At the University of Cape Town, there is a clear and growing institutional commitment to sustainability education, reflecting SDG consciousness across student life, teaching, and campus engagement. Key signals of this commitment come from UCT’s Vision 2030, its sustainability strategy, campus projects, and the inclusion of sustainability learning in co-curricular and curricular activities.

  1. Vision 2030 and Institutional Strategy
    UCT’s Vision 2030 explicitly anchors sustainability as one of its three “fundamental pillars” — alongside excellence and transformation — which provides a strategic foundation for embedding SDG themes across the university.

    UCT’s Acting Deputy Vice-Chancellor for Research and Internationalisation is quoted:
    “Our work as a university is rooted in ensuring a sustainable and equitable future for all … this initiative brings together academics, professional staff and students to collaboratively develop, test and implement sustainable solutions …”
  2. Sustainable Campus as a Living Lab
    In October 2024, UCT ran a Sustainable Campus Guided Walking Tour, initiated by the African Climate & Development Initiative (ACDI), as part of the Khusela Ikamva (“Secure the Future”) campus project.
    • This tour, designed for both students and staff, highlights real sustainability infrastructure on campus (e.g., water dams, waste systems) and prompts reflection on resource use.
    • One installation — “Flush and go or flush and grow” — used a toilet placed in a plaza to provoke thinking about water, waste, and sanitation, linking to SDG 6 (clean water) and broader sustainability behavior.
    • The fact that this is student-led (Future Water Institute) underscores that UCT is not just teaching in classrooms, but embedding SDG-relevant learning in the living, physical campus. This kind of “living lab” pedagogy is a strong indicator of meaningful, experiential SDG education accessible to all students.
  3. Participation in System-Level Sustainability Networks
    UCT is a member of the Universities South Africa Higher Education Sustainability Community of Practice (HESCoP), helping to shape national higher-education sustainability agendas.
    • At a 2023 AGM hosted at UCT, the director of Environmental Sustainability (Manfred Braune) and other leaders emphasized teaching, learning, research, and community engagement relating to sustainability as core components.
    • Through HESCoP, UCT helps develop policy and capacity that ensures sustainability (and thus SDG) literacy is part of institutional governance, not just isolated “green” programs.
  4. Teaching & Leadership Programs Embed SDG / ESG Concepts
    UCT offers programmes and modules that integrate social impact, community engagement, and sustainable development in their curricula:
    • The UCT Graduate School of Business (GSB) runs a course “Fundamentals of Community Engagement and Social Impact Leadership,” which teaches ESG (environmental, social, governance) frameworks, stakeholder engagement, and social impact management.
    • Moreover, the UCT GSB MBA explicitly weaves sustainability and SDG-relevant leadership into its core core teaching: in a 2025 news piece, the GSB stated that “sustainability and responsible leadership are woven through every aspect of our MBA … from our core courses to the … Responsible Citizenship module.”
  5. Signatory to the 2019 U7+ Alliance of World Universities Presidential Declaration

    UCT is a signatory to this declaration, which set out six principles that universities commit to:

    Collective response to global challenges – Universities recognise their shared will to identify and respond to contemporary global challenges, and commit to joint action via the U7+ (including annual meetings aligned with the G7 process).
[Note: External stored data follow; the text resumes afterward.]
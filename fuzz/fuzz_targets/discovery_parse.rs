//! Fuzz target for the Level 0 Discovery parser.

#![no_main]

use libfuzzer_sys::fuzz_target;
use sedframe_proto::discovery;

fuzz_target!(|data: &[u8]| {
    let _ = discovery::parse(data);
});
    Education of responsible citizens – Universities acknowledge their special responsibility to educate and nurture engaged, responsible citizens who will contribute at both local and global levels.

    Environmental & sustainability leadership – Universities recognise a major role in addressing environmental issues (e.g., climate change, biodiversity, energy transition), including by leading through example on their own campuses.

    Access, inclusion and combating polarization – Universities commit to widening access to education, promoting inclusion/opportunity, and fostering respectful and evidence-based public debate to counter societal polarization.

    Interdisciplinary research and learning – Universities recognise that to engage stakeholders and solve complex global issues they must promote interdisciplinary research and learning, bridging social sciences, humanities, life sciences, STEM.

    Sharing best practices & global network function – The U7+ views itself as a “laboratory” to consolidate best practices, which can be shared within the network and more broadly across universities worldwide.